Berlin. Die Queerbeauftragte der Bundesregierung, Sophie Koch (SPD), hat den Bundesratsbeschluss zum besseren Schutz queerer Menschen durch eine Grundgesetzänderung begrüßt. "Heute hat der Bundesrat den Weg für eine ernsthafte Debatte über den verfassungsrechtlichen Schutz queerer Menschen geebnet", sagte Koch der "Rheinischen Post" (Samstagausgabe).

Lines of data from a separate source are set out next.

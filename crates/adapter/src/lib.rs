//! Adapter module - game server RPC over HTTP with a JSON protocol
//!
//! This module is the session engine's only window onto the game server.
//! Everything the engine needs from the network is expressed as the
//! [`GameApi`] request/response contract, so the engine can be driven by the
//! real HTTP client or by a scripted fake in tests.
//!
//! # Operations
//!
//! | Operation | Request | Response |
//! |---|---|---|
//! | Create round | `clientSeed`, `nonce`, `size`, `deskSize`, `serverSeed?`, `theme` | `roundId` |
//! | Reveal | `roundId`, `index`, `serverSeed?`, seed triple + stake on first reveal | `status`, settlement on win-out or mine |
//! | Multi reveal | `roundId`, `opened`, stake, currency, seed triple | settlement |
//! | Cashout | `roundId` | settlement |
//! | Retrieve round | `theme` | partial round view, empty when none |
//! | Fetch limits | none | `minBet`, `defaultBet`, `maxBet`, `maxWin` |
//!
//! A settlement carries `result` (`won` / `lost`), `payout`, `coefficient`
//! and the full `mines` layout.
//!
//! # Environment Variables
//!
//! See [`ApiConfig::from_env`]:
//!
//! - `MINES_API_URL`: server base URL (default: "http://127.0.0.1:8080/")
//! - `MINES_API_TOKEN` / `MINES_PLAYER_ID` / `MINES_SUBPARTNER_ID`: identity headers
//! - `MINES_THEME`: game variant
//! - `MINES_DEVICE`: `desktop` or `mobile`
//!
//! # Example Exchange
//!
//! ```text
//! POST /mines/create   {"clientSeed":"6f1c..","nonce":1,"size":3,"deskSize":25,"theme":"default"}
//!                   -> {"roundId":"r-81f2"}
//! POST /mines/tap      {"theme":"default","roundId":"r-81f2","index":12,"clientSeed":"6f1c..","nonce":1,"amount":1.0,"currency":"USD"}
//!                   -> {"status":1}
//! POST /mines/cashout  {"roundId":"r-81f2"}
//!                   -> {"result":"won","payout":1.13,"coefficient":1.13,"mines":[2,7,19]}
//! ```

pub mod api;
pub mod config;
pub mod http;
pub mod protocol;

pub use mines_types as types;

// Re-export protocol types for convenience
pub use api::{ApiError, GameApi};
pub use config::ApiConfig;
pub use http::HttpApi;
pub use protocol::*;
//! Scripted [`GameApi`] for tests
//!
//! Responses are queued per operation and replayed in order; every request is
//! recorded so tests can assert on what was (or was not) sent. An operation
//! with an empty queue fails with a transport error.

use std::collections::VecDeque;
use std::sync::atomic::{AtomicUsize, Ordering};
use std::sync::Arc;

use async_trait::async_trait;
use parking_lot::Mutex;
use tokio::sync::Notify;

use crate::adapter::api::Result;
use crate::adapter::{
    ActiveRoundResponse, ApiError, CashoutRequest, CreateRoundRequest, CreateRoundResponse,
    GameApi, MultiRevealRequest, RetrieveRoundRequest, RevealRequest, RevealResponse,
    SettlementResponse,
};
use crate::types::{Limits, RoundId};

type Queue<T> = Mutex<VecDeque<Result<T>>>;

#[derive(Default)]
pub struct ScriptedApi {
    creates: Queue<CreateRoundResponse>,
    reveals: Queue<RevealResponse>,
    multis: Queue<SettlementResponse>,
    cashouts: Queue<SettlementResponse>,
    retrieves: Queue<ActiveRoundResponse>,
    limits: Queue<Limits>,

    create_log: Mutex<Vec<CreateRoundRequest>>,
    reveal_log: Mutex<Vec<RevealRequest>>,
    multi_log: Mutex<Vec<MultiRevealRequest>>,
    cashout_log: Mutex<Vec<CashoutRequest>>,
    retrieve_log: Mutex<Vec<RetrieveRoundRequest>>,
    calls: AtomicUsize,

    /// When set, `reveal` waits for a permit before answering.
    reveal_gate: Mutex<Option<Arc<Notify>>>,
    cashout_gate: Mutex<Option<Arc<Notify>>>,
}

fn parse<T: serde::de::DeserializeOwned>(json: &str) -> T {
    serde_json::from_str(json).unwrap_or_else(|e| panic!("bad scripted response {json}: {e}"))
}

fn missing(op: &str) -> ApiError {
    ApiError::Transport(format!("no scripted response for {op}"))
}

impl ScriptedApi {
    pub fn new() -> Arc<Self> {
        Arc::new(Self::default())
    }

    pub fn push_create(&self, round_id: &str) {
        let round_id = RoundId::new(round_id).unwrap_or_else(|| panic!("empty round id"));
        self.creates
            .lock()
            .push_back(Ok(CreateRoundResponse { round_id }));
    }

    pub fn push_create_error(&self, error: ApiError) {
        self.creates.lock().push_back(Err(error));
    }

    pub fn push_reveal(&self, json: &str) {
        self.reveals.lock().push_back(Ok(parse(json)));
    }

    pub fn push_reveal_error(&self, error: ApiError) {
        self.reveals.lock().push_back(Err(error));
    }

    pub fn push_multi(&self, json: &str) {
        self.multis.lock().push_back(Ok(parse(json)));
    }

    pub fn push_multi_error(&self, error: ApiError) {
        self.multis.lock().push_back(Err(error));
    }

    pub fn push_cashout(&self, json: &str) {
        self.cashouts.lock().push_back(Ok(parse(json)));
    }

    pub fn push_cashout_error(&self, error: ApiError) {
        self.cashouts.lock().push_back(Err(error));
    }

    pub fn push_retrieve(&self, json: &str) {
        self.retrieves.lock().push_back(Ok(parse(json)));
    }

    pub fn push_retrieve_error(&self, error: ApiError) {
        self.retrieves.lock().push_back(Err(error));
    }

    pub fn push_limits(&self, json: &str) {
        self.limits.lock().push_back(Ok(parse(json)));
    }

    /// Hold every reveal until `gate.notify_one()` is called.
    pub fn gate_reveals(&self, gate: Arc<Notify>) {
        *self.reveal_gate.lock() = Some(gate);
    }

    /// Hold every cashout until `gate.notify_one()` is called.
    pub fn gate_cashouts(&self, gate: Arc<Notify>) {
        *self.cashout_gate.lock() = Some(gate);
    }

    /// Total requests received
    pub fn calls(&self) -> usize {
        self.calls.load(Ordering::SeqCst)
    }

    pub fn create_requests(&self) -> Vec<CreateRoundRequest> {
        self.create_log.lock().clone()
    }

    pub fn reveal_requests(&self) -> Vec<RevealRequest> {
        self.reveal_log.lock().clone()
    }

    pub fn multi_requests(&self) -> Vec<MultiRevealRequest> {
        self.multi_log.lock().clone()
    }

    pub fn cashout_requests(&self) -> Vec<CashoutRequest> {
        self.cashout_log.lock().clone()
    }

    pub fn retrieve_requests(&self) -> Vec<RetrieveRoundRequest> {
        self.retrieve_log.lock().clone()
    }

    fn next<T>(&self, queue: &Queue<T>, op: &str) -> Result<T> {
        self.calls.fetch_add(1, Ordering::SeqCst);
        queue.lock().pop_front().unwrap_or_else(|| Err(missing(op)))
    }
}

#[async_trait]
impl GameApi for ScriptedApi {
    async fn create_round(&self, req: CreateRoundRequest) -> Result<CreateRoundResponse> {
        self.create_log.lock().push(req);
        self.next(&self.creates, "create_round")
    }

    async fn reveal(&self, req: RevealRequest) -> Result<RevealResponse> {
        self.reveal_log.lock().push(req);
        let gate = self.reveal_gate.lock().clone();
        if let Some(gate) = gate {
            gate.notified().await;
        }
        self.next(&self.reveals, "reveal")
    }

    async fn multi_reveal(&self, req: MultiRevealRequest) -> Result<SettlementResponse> {
        self.multi_log.lock().push(req);
        self.next(&self.multis, "multi_reveal")
    }

    async fn cashout(&self, req: CashoutRequest) -> Result<SettlementResponse> {
        self.cashout_log.lock().push(req);
        let gate = self.cashout_gate.lock().clone();
        if let Some(gate) = gate {
            gate.notified().await;
        }
        self.next(&self.cashouts, "cashout")
    }

    async fn retrieve_round(&self, req: RetrieveRoundRequest) -> Result<ActiveRoundResponse> {
        self.retrieve_log.lock().push(req);
        self.next(&self.retrieves, "retrieve_round")
    }

    async fn fetch_limits(&self) -> Result<Limits> {
        self.next(&self.limits, "fetch_limits")
    }
}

"Dafür bin ich allen Beteiligten sehr dankbar, insbesondere den unionsgeführten Bundesländern Berlin, Schleswig-Holstein oder Nordrhein-Westfalen, die diese Initiative gestartet haben", sagte die Beauftragte der Bundesregierung für die Akzeptanz sexueller und geschlechtlicher Vielfalt. "Die breite Zustimmung über Parteigrenzen hinweg verdeutlicht den Willen, sich ernsthaft mit einer Ergänzung in Artikel 3 des Grundgesetzes auseinanderzusetzen. Jetzt kann sich endlich auch der Bundestag ernsthaft mit dieser Frage befassen", sagte Koch.
"Unser Grundgesetz hat queere Menschen in der Vergangenheit leider nicht vor Kriminalisierung schützen können, der Paragraph 175 Strafgesetzbuch galt noch bis in die neunziger Jahre. Es wird also Zeit, dass auch diese im Nationalsozialismus verfolgte Gruppe endlich unter den expliziten Schutz des Grundgesetzes gestellt wird", sagte die SPD-Politikerin.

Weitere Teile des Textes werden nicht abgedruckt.